When you reach the line containing "filename crates/grid-processor/src/buffer.rs" in the records below, start copying exactly, and stop once you have copied the line containing "(distances sorted ascending)".

^^^^^^^^

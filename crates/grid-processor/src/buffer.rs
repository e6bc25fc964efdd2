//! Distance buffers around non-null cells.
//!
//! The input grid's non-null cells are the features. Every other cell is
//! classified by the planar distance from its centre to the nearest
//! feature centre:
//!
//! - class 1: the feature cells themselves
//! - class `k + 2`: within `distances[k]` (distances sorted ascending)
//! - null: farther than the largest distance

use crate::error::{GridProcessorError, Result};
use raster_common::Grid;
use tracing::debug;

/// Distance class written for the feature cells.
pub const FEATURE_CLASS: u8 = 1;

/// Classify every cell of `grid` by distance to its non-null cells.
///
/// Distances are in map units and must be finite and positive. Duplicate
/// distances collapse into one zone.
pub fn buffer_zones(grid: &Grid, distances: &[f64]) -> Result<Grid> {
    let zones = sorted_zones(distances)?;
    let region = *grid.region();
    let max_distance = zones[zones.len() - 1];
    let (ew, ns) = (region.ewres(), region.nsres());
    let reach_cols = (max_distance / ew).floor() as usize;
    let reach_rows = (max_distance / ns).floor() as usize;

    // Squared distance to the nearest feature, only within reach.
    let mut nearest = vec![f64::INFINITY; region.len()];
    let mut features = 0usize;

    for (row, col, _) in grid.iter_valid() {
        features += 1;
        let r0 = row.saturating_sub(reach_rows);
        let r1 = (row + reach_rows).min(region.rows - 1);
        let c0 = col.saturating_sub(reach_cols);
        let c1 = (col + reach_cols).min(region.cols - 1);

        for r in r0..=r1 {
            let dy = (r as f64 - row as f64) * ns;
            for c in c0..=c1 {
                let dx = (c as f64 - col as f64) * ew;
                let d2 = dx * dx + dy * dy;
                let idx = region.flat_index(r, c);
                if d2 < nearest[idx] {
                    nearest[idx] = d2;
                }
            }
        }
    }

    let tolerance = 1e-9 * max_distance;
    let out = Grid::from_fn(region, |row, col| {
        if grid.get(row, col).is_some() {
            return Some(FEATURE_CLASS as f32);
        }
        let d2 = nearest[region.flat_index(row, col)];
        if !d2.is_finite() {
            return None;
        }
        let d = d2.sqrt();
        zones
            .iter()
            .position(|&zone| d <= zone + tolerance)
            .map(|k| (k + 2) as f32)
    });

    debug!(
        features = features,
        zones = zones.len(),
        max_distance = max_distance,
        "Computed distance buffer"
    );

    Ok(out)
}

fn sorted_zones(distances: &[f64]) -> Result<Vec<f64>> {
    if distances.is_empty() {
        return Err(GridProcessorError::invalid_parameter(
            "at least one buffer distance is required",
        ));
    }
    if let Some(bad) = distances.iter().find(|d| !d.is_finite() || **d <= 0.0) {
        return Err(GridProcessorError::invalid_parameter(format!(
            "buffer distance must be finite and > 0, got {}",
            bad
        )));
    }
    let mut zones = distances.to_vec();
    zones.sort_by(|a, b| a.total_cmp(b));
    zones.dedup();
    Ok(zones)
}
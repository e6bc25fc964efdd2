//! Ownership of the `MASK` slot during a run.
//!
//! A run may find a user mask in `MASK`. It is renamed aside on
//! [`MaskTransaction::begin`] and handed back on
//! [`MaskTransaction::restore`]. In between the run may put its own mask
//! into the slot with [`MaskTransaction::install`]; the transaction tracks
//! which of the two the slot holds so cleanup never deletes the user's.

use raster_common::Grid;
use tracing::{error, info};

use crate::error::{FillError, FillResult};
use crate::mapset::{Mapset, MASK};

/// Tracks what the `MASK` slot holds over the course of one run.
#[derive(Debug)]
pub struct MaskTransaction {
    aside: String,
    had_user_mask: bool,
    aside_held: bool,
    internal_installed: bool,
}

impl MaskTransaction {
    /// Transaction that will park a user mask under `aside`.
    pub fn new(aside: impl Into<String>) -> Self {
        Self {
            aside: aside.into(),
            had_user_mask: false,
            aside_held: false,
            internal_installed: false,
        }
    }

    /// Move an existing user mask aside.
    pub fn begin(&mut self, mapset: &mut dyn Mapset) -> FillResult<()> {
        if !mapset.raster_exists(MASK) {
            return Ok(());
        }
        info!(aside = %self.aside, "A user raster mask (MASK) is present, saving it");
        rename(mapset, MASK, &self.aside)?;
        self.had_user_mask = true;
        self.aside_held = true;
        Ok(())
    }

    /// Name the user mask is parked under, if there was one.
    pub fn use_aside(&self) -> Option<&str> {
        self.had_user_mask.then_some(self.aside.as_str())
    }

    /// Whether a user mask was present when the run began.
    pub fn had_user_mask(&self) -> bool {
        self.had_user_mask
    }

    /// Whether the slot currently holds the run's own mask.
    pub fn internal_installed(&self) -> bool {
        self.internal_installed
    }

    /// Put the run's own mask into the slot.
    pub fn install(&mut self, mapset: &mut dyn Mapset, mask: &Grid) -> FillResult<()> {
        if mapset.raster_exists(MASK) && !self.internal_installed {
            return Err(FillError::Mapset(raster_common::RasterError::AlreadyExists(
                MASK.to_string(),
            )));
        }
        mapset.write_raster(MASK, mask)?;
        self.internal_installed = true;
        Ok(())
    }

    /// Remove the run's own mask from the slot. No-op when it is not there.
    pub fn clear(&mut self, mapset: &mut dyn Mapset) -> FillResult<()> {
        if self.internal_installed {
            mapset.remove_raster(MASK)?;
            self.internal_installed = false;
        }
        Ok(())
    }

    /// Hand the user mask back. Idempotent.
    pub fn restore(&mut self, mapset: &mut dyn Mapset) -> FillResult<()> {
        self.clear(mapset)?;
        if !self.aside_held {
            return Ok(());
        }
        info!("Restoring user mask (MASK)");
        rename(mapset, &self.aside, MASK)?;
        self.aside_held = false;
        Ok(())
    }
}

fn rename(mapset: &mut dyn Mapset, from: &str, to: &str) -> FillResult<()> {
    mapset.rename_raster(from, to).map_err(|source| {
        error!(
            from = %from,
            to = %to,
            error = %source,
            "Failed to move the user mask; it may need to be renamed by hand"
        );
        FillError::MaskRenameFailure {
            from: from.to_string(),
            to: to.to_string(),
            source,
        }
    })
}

^^^^^^^^

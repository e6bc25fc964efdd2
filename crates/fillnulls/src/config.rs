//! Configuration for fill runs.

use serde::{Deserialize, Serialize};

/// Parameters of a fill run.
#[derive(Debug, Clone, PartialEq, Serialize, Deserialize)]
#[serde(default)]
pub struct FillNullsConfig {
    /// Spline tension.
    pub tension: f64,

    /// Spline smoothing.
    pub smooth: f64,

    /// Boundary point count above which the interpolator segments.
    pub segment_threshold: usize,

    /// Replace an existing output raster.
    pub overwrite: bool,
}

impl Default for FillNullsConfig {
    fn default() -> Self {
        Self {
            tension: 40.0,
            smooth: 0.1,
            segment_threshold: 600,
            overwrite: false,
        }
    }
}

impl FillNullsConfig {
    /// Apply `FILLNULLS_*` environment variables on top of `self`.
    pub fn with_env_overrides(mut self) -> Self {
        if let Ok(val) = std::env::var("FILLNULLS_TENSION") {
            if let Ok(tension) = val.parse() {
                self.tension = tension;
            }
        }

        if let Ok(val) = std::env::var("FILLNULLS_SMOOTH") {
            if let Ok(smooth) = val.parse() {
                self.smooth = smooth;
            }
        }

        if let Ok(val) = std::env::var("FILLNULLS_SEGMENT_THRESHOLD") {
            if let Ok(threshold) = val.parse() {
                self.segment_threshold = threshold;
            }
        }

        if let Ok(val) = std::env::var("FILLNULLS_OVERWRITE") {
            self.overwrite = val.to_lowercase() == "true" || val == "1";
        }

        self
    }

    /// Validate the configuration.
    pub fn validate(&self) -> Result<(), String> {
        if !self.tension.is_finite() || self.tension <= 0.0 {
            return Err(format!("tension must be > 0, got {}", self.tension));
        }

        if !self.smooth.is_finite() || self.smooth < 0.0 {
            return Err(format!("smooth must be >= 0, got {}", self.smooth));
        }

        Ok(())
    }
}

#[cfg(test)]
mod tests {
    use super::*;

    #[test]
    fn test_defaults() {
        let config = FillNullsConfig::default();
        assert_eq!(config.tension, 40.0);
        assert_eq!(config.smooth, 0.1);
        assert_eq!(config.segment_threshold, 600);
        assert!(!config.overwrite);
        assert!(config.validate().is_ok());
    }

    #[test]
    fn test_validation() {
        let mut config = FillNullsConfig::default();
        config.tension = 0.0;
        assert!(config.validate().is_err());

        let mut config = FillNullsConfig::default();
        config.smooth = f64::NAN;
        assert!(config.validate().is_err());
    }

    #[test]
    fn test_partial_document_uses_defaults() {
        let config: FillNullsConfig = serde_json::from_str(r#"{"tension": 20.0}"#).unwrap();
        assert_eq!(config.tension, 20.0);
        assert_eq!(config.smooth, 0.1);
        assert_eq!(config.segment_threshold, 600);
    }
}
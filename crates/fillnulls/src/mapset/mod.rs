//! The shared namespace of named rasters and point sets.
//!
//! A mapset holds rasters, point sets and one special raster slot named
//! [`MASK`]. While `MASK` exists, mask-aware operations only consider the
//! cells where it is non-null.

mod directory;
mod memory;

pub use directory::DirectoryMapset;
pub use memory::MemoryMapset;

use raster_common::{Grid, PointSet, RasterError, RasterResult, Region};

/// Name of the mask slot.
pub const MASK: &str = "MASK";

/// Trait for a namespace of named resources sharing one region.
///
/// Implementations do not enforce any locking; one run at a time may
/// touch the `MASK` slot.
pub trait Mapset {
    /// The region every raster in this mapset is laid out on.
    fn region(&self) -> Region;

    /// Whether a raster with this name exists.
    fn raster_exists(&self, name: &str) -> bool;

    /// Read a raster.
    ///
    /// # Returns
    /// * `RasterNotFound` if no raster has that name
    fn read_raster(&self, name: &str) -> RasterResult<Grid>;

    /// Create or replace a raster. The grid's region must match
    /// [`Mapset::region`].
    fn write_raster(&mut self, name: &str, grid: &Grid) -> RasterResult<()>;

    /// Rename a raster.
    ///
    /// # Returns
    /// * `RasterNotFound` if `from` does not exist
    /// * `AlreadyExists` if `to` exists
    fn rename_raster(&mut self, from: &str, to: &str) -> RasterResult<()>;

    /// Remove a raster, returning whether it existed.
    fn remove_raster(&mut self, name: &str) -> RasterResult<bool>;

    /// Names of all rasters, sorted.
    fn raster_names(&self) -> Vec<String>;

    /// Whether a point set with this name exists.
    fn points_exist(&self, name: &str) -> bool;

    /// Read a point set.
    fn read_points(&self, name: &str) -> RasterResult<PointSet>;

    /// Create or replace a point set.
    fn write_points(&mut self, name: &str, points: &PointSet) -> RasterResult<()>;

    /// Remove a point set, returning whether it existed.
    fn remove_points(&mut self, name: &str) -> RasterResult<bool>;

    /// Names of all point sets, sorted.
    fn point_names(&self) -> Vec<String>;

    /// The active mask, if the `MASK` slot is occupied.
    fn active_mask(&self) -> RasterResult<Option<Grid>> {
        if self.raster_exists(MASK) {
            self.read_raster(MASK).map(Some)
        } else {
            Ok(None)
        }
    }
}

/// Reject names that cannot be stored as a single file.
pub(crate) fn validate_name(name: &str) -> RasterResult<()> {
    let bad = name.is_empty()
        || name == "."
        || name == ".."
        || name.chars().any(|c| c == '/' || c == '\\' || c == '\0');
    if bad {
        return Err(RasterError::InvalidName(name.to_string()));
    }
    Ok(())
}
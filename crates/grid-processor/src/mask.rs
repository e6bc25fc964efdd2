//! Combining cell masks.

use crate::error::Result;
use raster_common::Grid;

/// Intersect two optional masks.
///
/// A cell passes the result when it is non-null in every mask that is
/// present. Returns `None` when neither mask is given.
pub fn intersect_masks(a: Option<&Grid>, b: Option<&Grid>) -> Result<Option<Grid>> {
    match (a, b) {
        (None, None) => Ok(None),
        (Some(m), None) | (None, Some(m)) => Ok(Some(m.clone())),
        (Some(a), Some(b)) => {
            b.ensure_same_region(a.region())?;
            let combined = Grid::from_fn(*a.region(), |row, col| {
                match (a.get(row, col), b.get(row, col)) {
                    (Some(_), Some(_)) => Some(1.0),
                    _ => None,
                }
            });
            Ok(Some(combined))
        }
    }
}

^^^^^^^^

(Task result):
filename crates/grid-processor/src/buffer.rs
repository e6bc25fc964efdd2
//! Distance buffers around non-null cells.
//!
//! The input grid's non-null cells are the features. Every other cell is
//! classified by the planar distance from its centre to the nearest
//! feature centre:
//!
//! - class 1: the feature cells themselves
//! - class `k + 2`: within `distances[k]` (distances sorted ascending)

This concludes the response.